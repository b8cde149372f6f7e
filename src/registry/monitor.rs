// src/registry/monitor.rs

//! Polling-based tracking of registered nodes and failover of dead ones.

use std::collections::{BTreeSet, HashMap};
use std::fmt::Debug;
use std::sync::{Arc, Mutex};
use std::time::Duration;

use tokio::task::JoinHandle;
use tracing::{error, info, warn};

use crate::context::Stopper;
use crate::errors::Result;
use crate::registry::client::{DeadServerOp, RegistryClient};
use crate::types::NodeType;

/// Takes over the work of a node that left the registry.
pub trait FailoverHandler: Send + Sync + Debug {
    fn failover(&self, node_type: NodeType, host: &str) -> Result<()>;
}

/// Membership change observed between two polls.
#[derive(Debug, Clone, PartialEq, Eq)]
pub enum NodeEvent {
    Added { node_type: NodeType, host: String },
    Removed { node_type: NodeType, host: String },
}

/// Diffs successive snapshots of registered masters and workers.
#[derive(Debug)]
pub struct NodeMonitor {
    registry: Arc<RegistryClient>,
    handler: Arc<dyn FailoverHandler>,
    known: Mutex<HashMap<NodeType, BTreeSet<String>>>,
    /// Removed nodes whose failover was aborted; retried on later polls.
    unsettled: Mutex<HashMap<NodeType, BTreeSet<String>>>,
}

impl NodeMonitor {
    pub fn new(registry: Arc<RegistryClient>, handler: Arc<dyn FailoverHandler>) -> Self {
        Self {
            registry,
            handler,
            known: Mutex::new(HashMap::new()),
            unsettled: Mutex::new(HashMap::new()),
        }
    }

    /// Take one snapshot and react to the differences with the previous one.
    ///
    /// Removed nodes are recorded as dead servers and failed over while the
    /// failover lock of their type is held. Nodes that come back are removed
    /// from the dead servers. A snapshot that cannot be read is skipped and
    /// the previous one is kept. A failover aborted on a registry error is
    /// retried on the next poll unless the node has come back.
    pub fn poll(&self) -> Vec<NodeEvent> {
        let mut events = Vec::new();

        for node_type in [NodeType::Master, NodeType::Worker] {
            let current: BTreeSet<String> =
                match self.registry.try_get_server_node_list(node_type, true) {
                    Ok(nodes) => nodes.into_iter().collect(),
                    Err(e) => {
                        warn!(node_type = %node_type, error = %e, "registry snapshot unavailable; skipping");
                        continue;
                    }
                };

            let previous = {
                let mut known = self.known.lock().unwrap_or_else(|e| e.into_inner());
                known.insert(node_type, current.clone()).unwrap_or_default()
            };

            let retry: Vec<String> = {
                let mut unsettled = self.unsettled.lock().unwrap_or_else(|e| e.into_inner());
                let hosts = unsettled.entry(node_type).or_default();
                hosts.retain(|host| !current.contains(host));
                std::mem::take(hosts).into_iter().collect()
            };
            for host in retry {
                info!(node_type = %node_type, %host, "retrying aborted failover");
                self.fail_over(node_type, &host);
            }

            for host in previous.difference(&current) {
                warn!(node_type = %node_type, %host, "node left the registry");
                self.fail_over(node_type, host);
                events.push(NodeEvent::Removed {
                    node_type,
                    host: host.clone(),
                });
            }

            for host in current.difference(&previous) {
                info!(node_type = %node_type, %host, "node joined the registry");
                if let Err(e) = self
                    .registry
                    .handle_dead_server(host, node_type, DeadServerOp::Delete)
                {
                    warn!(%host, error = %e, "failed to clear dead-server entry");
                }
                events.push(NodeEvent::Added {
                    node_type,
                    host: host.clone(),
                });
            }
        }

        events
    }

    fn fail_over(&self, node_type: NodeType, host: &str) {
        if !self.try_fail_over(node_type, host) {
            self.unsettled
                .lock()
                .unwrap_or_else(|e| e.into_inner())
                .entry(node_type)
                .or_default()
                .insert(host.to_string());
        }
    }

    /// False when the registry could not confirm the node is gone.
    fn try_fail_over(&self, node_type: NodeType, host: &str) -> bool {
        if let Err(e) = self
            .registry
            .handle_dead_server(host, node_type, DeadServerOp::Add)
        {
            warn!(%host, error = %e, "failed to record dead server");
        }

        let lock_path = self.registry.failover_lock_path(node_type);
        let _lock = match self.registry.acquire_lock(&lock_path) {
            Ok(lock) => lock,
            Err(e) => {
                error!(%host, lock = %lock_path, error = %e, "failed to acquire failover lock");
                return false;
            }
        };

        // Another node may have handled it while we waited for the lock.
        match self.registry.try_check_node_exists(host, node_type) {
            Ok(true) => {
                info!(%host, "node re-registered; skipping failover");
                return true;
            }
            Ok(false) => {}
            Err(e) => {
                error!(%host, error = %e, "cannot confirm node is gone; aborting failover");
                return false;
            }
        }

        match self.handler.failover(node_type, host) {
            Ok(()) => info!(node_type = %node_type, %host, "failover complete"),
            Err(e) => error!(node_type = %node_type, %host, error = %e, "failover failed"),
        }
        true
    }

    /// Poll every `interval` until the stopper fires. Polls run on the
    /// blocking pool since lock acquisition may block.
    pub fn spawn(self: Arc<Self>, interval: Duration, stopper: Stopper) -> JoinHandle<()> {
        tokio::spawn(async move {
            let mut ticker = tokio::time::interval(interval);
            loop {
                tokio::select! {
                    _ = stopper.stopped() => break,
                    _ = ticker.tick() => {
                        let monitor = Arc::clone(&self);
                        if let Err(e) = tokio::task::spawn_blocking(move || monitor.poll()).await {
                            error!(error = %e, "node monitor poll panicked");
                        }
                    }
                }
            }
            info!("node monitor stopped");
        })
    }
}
————————
**The problem:**
Give back exactly the lines above starting at the line where "fn try_fail_over(&self, node_type: NodeType, host: &str)" appears and ending at the line where "acquisition may block." appears, both included, with no other lines.

**Result of this task:**
    fn try_fail_over(&self, node_type: NodeType, host: &str) -> bool {
        if let Err(e) = self
            .registry
            .handle_dead_server(host, node_type, DeadServerOp::Add)
        {
            warn!(%host, error = %e, "failed to record dead server");
        }

        let lock_path = self.registry.failover_lock_path(node_type);
        let _lock = match self.registry.acquire_lock(&lock_path) {
            Ok(lock) => lock,
            Err(e) => {
                error!(%host, lock = %lock_path, error = %e, "failed to acquire failover lock");
                return false;
            }
        };

        // Another node may have handled it while we waited for the lock.
        match self.registry.try_check_node_exists(host, node_type) {
            Ok(true) => {
                info!(%host, "node re-registered; skipping failover");
                return true;
            }
            Ok(false) => {}
            Err(e) => {
                error!(%host, error = %e, "cannot confirm node is gone; aborting failover");
                return false;
            }
        }

        match self.handler.failover(node_type, host) {
            Ok(()) => info!(node_type = %node_type, %host, "failover complete"),
            Err(e) => error!(node_type = %node_type, %host, error = %e, "failover failed"),
        }
        true
    }

    /// Poll every `interval` until the stopper fires. Polls run on the
    /// blocking pool since lock acquisition may block.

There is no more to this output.